Electronic Journal of Differential Equations,
Vol. 2012 (2012), No. 146, pp. 1-21.
Title: Linear second-order problems with Sturm-Liouville-type multi-point
boundary conditions
Author: Bryan P. Rynne (Heriot-Watt Univ., Edinburgh, Scotland)
Abstract:
We consider the eigenvalue problem for the equation
$-u'' = \lambda u$ on $(-1,1)$,
together with general Sturm-Liouville-type, multi-point boundary
conditions at $\pm 1$.
We show that the basic spectral properties of this problem are similar
to those of the standard Sturm-Liouville problem with separated boundary
conditions.
In particular, for each integer $k \ge 0$ there exists a unique, simple
eigenvalue $\lambda_k$ whose eigenfunctions have 'oscillation count'
equal to k.
Similar multi-point problems have been considered before
for Dirichlet-type or Neumann-type multi-point boundary
conditions, or a mixture of these.
Different oscillation counting methods have been used in each of these
cases.

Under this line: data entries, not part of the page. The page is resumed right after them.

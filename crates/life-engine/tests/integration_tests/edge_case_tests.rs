//! Edge Case Tests: boundary conditions and pathological inputs

use life_engine::{
    process_batch, EngineConfig, EntityInput, LifeError, LifeErrorKind, StimulusObservation,
    TraitState, TraitUpdater, TraitValue, UpdateConfig,
};

use super::helpers::participant_state;

#[test]
fn test_nan_engagement_isolated() {
    let good = EntityInput::new(
        participant_state("good", 0.0, 5.0),
        vec![StimulusObservation::new("good", 0.5, 0.0, 1.0)],
    );
    let bad = EntityInput::new(
        participant_state("bad", 0.0, 5.0),
        vec![StimulusObservation::new("bad", f64::NAN, 0.0, 1.0)],
    );
    let result = process_batch(&[bad, good], &EngineConfig::default()).unwrap();
    assert_eq!(result.count, 1);
    let failure = result.failures().next().unwrap();
    assert_eq!(failure.index, 0);
    assert_eq!(failure.kind, LifeErrorKind::Input);
}

#[test]
fn test_linear_overflow_isolated() {
    let initial = TraitState::new("big", [("e", TraitValue::linear(f64::MAX))]).unwrap();
    let input = EntityInput::new(
        initial,
        vec![StimulusObservation::new("big", 1e300, 1e300, 1.0)],
    );
    let result = process_batch(&[input], &EngineConfig::default()).unwrap();
    let failure = result.failures().next().unwrap();
    assert!(matches!(failure.error, LifeError::NonFiniteResult { .. }));
    assert_eq!(failure.kind, LifeErrorKind::Computation);
    assert!(failure.message.contains("trait 'e'"));
}

#[test]
fn test_saturating_at_exact_ceiling() {
    let updater = TraitUpdater::with_defaults();
    let state = participant_state("p", 0.0, 100.0);
    let next = updater
        .apply_observation(&state, &StimulusObservation::new("p", 1.0, 0.0, 1e9))
        .unwrap();
    assert_eq!(next.value("neuroplasticity"), Some(100.0));
}

#[test]
fn test_small_saturation_level() {
    let updater = TraitUpdater::try_new(UpdateConfig {
        saturation_level: 1e-6,
        ..Default::default()
    })
    .unwrap();
    let state = TraitState::new("p", [("n", TraitValue::saturating(0.0))]).unwrap();
    let next = updater
        .apply_observation(&state, &StimulusObservation::new("p", 1.0, 0.0, 1e6))
        .unwrap();
    assert!(next.value("n").unwrap() <= 1e-6);
}

#[test]
fn test_zero_elapsed_observation_only_moves_linear() {
    let updater = TraitUpdater::with_defaults();
    let state = participant_state("p", 0.0, 30.0);
    let next = updater
        .apply_observation(&state, &StimulusObservation::new("p", 1.0, 0.0, 0.0))
        .unwrap();
    assert_eq!(next.value("neuroplasticity"), Some(30.0));
    assert!(next.value("engagement").unwrap() > 0.0);
    assert_eq!(next.cycles, 1);
}

#[test]
fn test_invalid_config_rejected_up_front() {
    for config in [
        UpdateConfig {
            saturation_level: -1.0,
            ..Default::default()
        },
        UpdateConfig {
            adaptation_rate: -0.01,
            ..Default::default()
        },
        UpdateConfig {
            base_rate: f64::NAN,
            ..Default::default()
        },
    ] {
        let err = TraitUpdater::try_new(config).unwrap_err();
        assert!(matches!(err, LifeError::InvalidConfiguration(_)));
    }
}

A new oscillation counting method is used here which unifies and
extends all the results for these special case to the general
Sturm-Liouville-type boundary conditions.
Submitted October 28, 2011. Published August 21, 2012.
Math Subject Classifications: 34B05, 34B10, 34B24, 34B25.
Key Words: Second order ordinary differential equations;
multi-point boundary conditions; Sturm-Liouville problems.